Update: Added a statement from the Alliance for Automotive Innovation.
The 30-day moratorium is over. The Trump Administration followed through on a 25-percent tariff for all imported goods from Canada and Mexico, effectively blowing up decades of trade between the North American countries over claims that "unchecked drug trafficking" poses a threat to U.S. national security.
The auto industry could take the hardest hit in this action. As the Detroit Free Press pointed out, new product plans for automobiles generally involve a five-year cycle. That makes it virtually impossible for automakers and suppliers to quickly adapt to major changes. In the short term, it means everything auto-related will likely get more expensive. That includes new vehicle prices, parts for used vehicles, and even auto insurance as repair costs go up.

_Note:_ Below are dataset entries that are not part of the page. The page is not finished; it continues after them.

// staking/src/candidate.rs

use chain_core::{Address, Amount, PubKey, Timestamp};
use serde::{Deserialize, Serialize};

/// Foundation verification status of a candidate
#[derive(Debug, Clone, Copy, PartialEq, Eq, Serialize, Deserialize)]
pub enum Verified {
    Unverified,
    Verified,
}

/// Free-form candidate metadata
#[derive(Debug, Clone, Default, PartialEq, Eq, Serialize, Deserialize)]
pub struct Description {
    pub moniker: String,
    pub website: String,
    pub details: String,
}

/// A validator candidacy backed by delegated stake.
///
/// `shares` is the sum of all live delegations to this candidate,
/// including the owner's self-stake; the invariant `shares <= max_shares`
/// holds at all times, and a candidate whose shares reach zero is removed
/// from the store rather than kept around.
#[derive(Debug, Clone, PartialEq, Eq, Serialize, Deserialize)]
pub struct Candidate {
    /// Consensus identity key, unique and immutable
    pub pub_key: PubKey,
    /// Account controlling the candidacy, unique but reassignable
    pub owner_address: Address,
    /// Total stake currently backing this candidate
    pub shares: Amount,
    /// Voting weight handed to downstream validator-set computation
    pub power: u64,
    /// Ceiling the candidate has declared it will accept
    pub max_shares: Amount,
    /// Commission rate, passed through opaquely
    pub cut: String,
    pub description: Description,
    pub verified: Verified,
    pub created_at: Timestamp,
    pub updated_at: Timestamp,
}

impl Candidate {
    #[allow(clippy::too_many_arguments)]
    pub fn new(
        pub_key: PubKey,
        owner_address: Address,
        shares: Amount,
        power: u64,
        max_shares: Amount,
        cut: String,
        description: Description,
        now: Timestamp,
    ) -> Self {
        Self {
            pub_key,
            owner_address,
            shares,
            power,
            max_shares,
            cut,
            description,
            verified: Verified::Unverified,
            created_at: now,
            updated_at: now,
        }
    }

    /// Whether delegating `amount` more would stay under the declared cap
    pub fn accepts(&self, amount: &Amount) -> bool {
        match self.shares.checked_add(amount) {
            Some(total) => total <= self.max_shares,
            None => false,
        }
    }

    pub fn is_verified(&self) -> bool {
        matches!(self.verified, Verified::Verified)
    }
}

With the future still most decidedly uncertain, how are automakers responding to the tariffs? We reached out to the Detroit Three—Ford, General Motors, and Stellantis—for their take on the situation. We also contacted Toyota, Honda, Hyundai, Volkswagen, and BMW, all of which have at least one manufacturing facility in the United States.
General Motors and Stellantis don't have company-specific responses, but both support the official statement from the American Automotive Policy Council (AAPC), which represents Detroit automakers.
"We continue to believe that vehicles and parts that meet the USMCA’s stringent domestic and regional content requirements should be exempt from the tariff increase," said AAPC President Matt Blunt. "Our American automakers, who invested billions in the U.S. to meet these requirements, should not have their competitiveness undermined by tariffs that will raise the cost of building vehicles in the United States and stymie investment in the American workforce, while our competitors from outside of North America benefit from easy access to our home market.”
Ford did not immediately respond when reached for a statement, but we already have a taste of the company's take on big tariffs. CEO Jim Farley said tariffs would mean higher prices for customers, but he also cautioned that they would "have a huge impact on our industry, with billions of dollars of industry profit wiped out, and adverse effects on US jobs as well as the entire value system in our industry."
Outside the Motor City, Hyundai has multiple factories and facilities in the United States. As of late, the Korea-based company has touted its investments in the US.
"So, the best way for us to navigate tariffs is to increase localization," said Hyundai Global CEO Jose Munoz. "We decided to invest big time in America as the most important market."
Hyundai's official statement, however, is non-committal on how tariffs might affect the company. It's worth noting that, at this time, there is no 25-percent tariff for goods imported from South Korea.
"For nearly four decades, Hyundai has been a driver of American growth and innovation, contributing jobs, economic activity, and investments that have helped Americans prosper. Since entering the United States, Hyundai Motor Group has invested $20.5 billion in the U.S., creating and supporting more than 570,000 American jobs. This includes the Hyundai Motor Group Metaplant America (HMGMA) site in Bryan County, Georgia, the largest economic development project in Georgia’s history, which will have the capacity to produce 300,000 vehicles for the American market annually.
We are closely monitoring new U.S. policy developments and reviewing various business strategies."
BMW declined to comment specifically on the situation, but did offer the following statement:
"Free trade, which has always been a guiding principle for the BMW Group, is of immense importance worldwide: It is one of the most crucial drivers of growth and progress. Tariffs, on the other hand, hinder free trade, slow down innovation, and set a negative spiral in motion. In the end, they are detrimental to customers, making products more expensive and less innovative."
Honda declined to comment directly but referred us to the Alliance for Automotive Innovation (AAI), which responded with the following statement from AAI President and CEO John Bozzella:
“We’ve had seamless automotive trade in North America for more than 25 years. Parts, components and vehicles regularly flow back and forth across the border— multiple times before becoming a finished vehicle. This trade supports U.S. auto industry jobs as well as vehicle choice and vehicle affordability in America.
“This isn’t hypothetical. All automakers will be impacted by these tariffs on Canada and Mexico. Most anticipate the price of some vehicle models will increase—by as much as 25 percent—and the negative impact on vehicle price and vehicle availability will be felt almost immediately.
“Automakers, battery makers, and suppliers are investing billions in American manufacturing and to modernize the industrial base. But it’s worth remembering the sheer scale of the industry and the size of these automotive and advanced manufacturing facilities. They’re massive. You just can’t relocate automotive production and the supply chain overnight. That’s the challenge and the dilemma: auto tariffs in North America could end up increasing costs on consumers before jobs come back to the country.
“President Trump understands the importance of a healthy and globally competitive auto industry. He’s stressed his commitment to the industry and auto workers during the campaign and since the inauguration. We look forward to working with the administration on solutions that achieve the president’s goals, keep the industry competitive and in a position to support the country’s economic and national security in the years ahead.”
Toyota, which has numerous factories in the US, declined to comment.